Era o tempo da submissão. Era o tempo em que a mulher não estudava. Não conhecia poesia. Apenas as agruras da vida.

Só as elites podiam viajar, ler e frequentar Coimbra. Era o tempo dos livros controlados e proibidos. O tempo da censura na escrita e nas cantigas.

Era o tempo de fome. Aliás, da miséria. Das calças rotas e um único par de sapatos. De ordenados miseráveis. Era o tempo de trabalho infantil, da ignorância tão extrema quanto a pobreza. O analfabetismo e a iliteracia espalhavam-se como sementes para cuidar do futuro das gerações.

Era o tempo do sub-desenvolvimento. Era o tempo do reino da Santa Madre Igreja, mantendo submissa uma população, de olhos postos no calvário da cruz ou em aparições e devoções, construindo gente submissa,controlada e medrosa do inferno. Para tanto, bastava pecar. E o pecado podia ser tudo o que fosse decretado por lei.

Era o tempo de trabalho na agricultura manual e intensiva, de poucos na indústria e menos ainda nos serviços. Era o tempo da família sem distanciamento social. Comiam no mesmo prato, dormiam aconchegados no mesmo estrado de colchão mole. Era o tempo que não autorizava eleições. Era o tempo das cidades que mais não eram que pequenas aldeias. Era um tempo sem estradas, sem transportes, sem saneamento e água de má qualidade. Era um tempo onde a liberdade se ficava por uma doce miragem de quem ousava sonhar. Uma utopia.

Vivi neste país. Há quarenta e seis anos era assim. Ontem. Nele conheci as amarguras desta pobreza, da descriminação, da segregação. Como no meu país lá longe, no Império longe da Metrópole, onde se vivia com abundância, em festa para uns. Para outros em segregação, guerrilha, e rédea curta. Com outros sonhos, de outras liberdades. Com outras utopias. Parcialmente desconseguidas até hoje.

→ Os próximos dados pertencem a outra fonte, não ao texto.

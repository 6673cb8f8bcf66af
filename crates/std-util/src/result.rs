/// Unwraps the `Err` variant, panicking with the `Ok` value otherwise.
#[macro_export]
macro_rules! assert_err {
    ($e:expr $(, $($t:tt)* )?) => {
        match $e {
            Err(e) => e,
            actual => {
                use std::fmt::Write;
                let mut msg = format!("expected `Err`; actual={:?}", actual);

                $(
                    write!(msg, ", ").unwrap();
                    write!(msg, $($t)*).unwrap();
                )?

                panic!("{}", msg);
            }
        }
    };
}

/// Unwraps the `Err` variant and checks it with one of the error's `is_*`
/// predicates.
///
/// ```ignore
/// assert_err_is!(list.set_each(&base, "names", values), is_validation);
/// ```
#[macro_export]
macro_rules! assert_err_is {
    ($e:expr, $pred:ident) => {{
        let err = $crate::assert_err!($e);
        assert!(
            err.$pred(),
            "expected error matching `{}`; actual={}",
            stringify!($pred),
            err
        );
        err
    }};
}

#[macro_export]
macro_rules! assert_ok {
    ($e:expr) => {
        match $e {
            Ok(v) => v,
            actual => panic!("expected `Ok`; actual={:?}", actual),
        }
    };
}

Nesse tempo, nas artes, manifestavam-se artistas como Zeca Afonso, Ary dos Santos, Natália Correia, entre tantos irmãos e irmãs que comiam mas não calavam. Regurgitavam os sonhos e os sentidos, na poesia, nas canções, na arte da escrita. A todos eles agradeço o machado com que cortaram as giestas que foram aquele tempo e, abriram o caminho das gerações que se seguiram.

Obrigada a todos os que tornaram possível a queda do brutal regime fascista do qual ainda calamos os traumas nunca cuidados, menos ainda curados.

Tarda nova revolução para recuperar o que foi roubado, pelos que capturaram a liberdade, o abrigo, os direitos humanos, o pano e o pão, através da imposição de uma nova ditadura, vinda de um vampiro sistema neo-liberal desnutrindo e enfraquecendo o sistema imunitário da gente.

Os donos dos cães nunca se cansam, mas nós nunca iremos ao tapete. Estamos apenas encostados às cordas. Iremos sair. Nenhum sistema imposto por homens indecentes é à prova da capacidade criativa dos homens decentes que o sonhem derrubar.

Eu, cadela de rua, rafeira, derramo a esperança, como se de um amor perdido se trate, para que ela volte. A saúde e a liberdade.

Aos tempos dos meus outros meus países que também celebram o dia 25 de Abril de 1974, não quero regressar nunca. Desconseguiram seguir o caminho da liberdade, mataram alguns dos seus mais belos filhos, mas têm o seu destino nas suas mãos. Outros ditadores sim, novos donos.

Como o país que fez chegar a liberdade da ditadura do Estado Novo hoje tem.

Para combater os novos donos que nos têm hoje manietados, desejo mais sonhos. Como aqueles dos poetas e artistas que fizeram Abril, nas canções e na poesia.

“Foi então que Abril abriu

as portas da claridade

e a nossa gente invadiu

a sua própria cidade”

Ary dos Santos

Anabela Ferreira

2 comentários a “Postal de Abril”

  1. anabela diz:

    Faça-me um favor, escreva. Sobretudo se o sabe fazer melhor e com conhecimentos de porta celestial ao seu certamente bem utilizado intelecto. Não me deixe ficar ignorante peço-lhe. Se tiver tempo, claro. Tenho de aprender com quem pode e sabe ensinar.
    Os meus professores são baratuchos.
    E eu tenho limitações ao entendimento de insultos despropositados e vulgares.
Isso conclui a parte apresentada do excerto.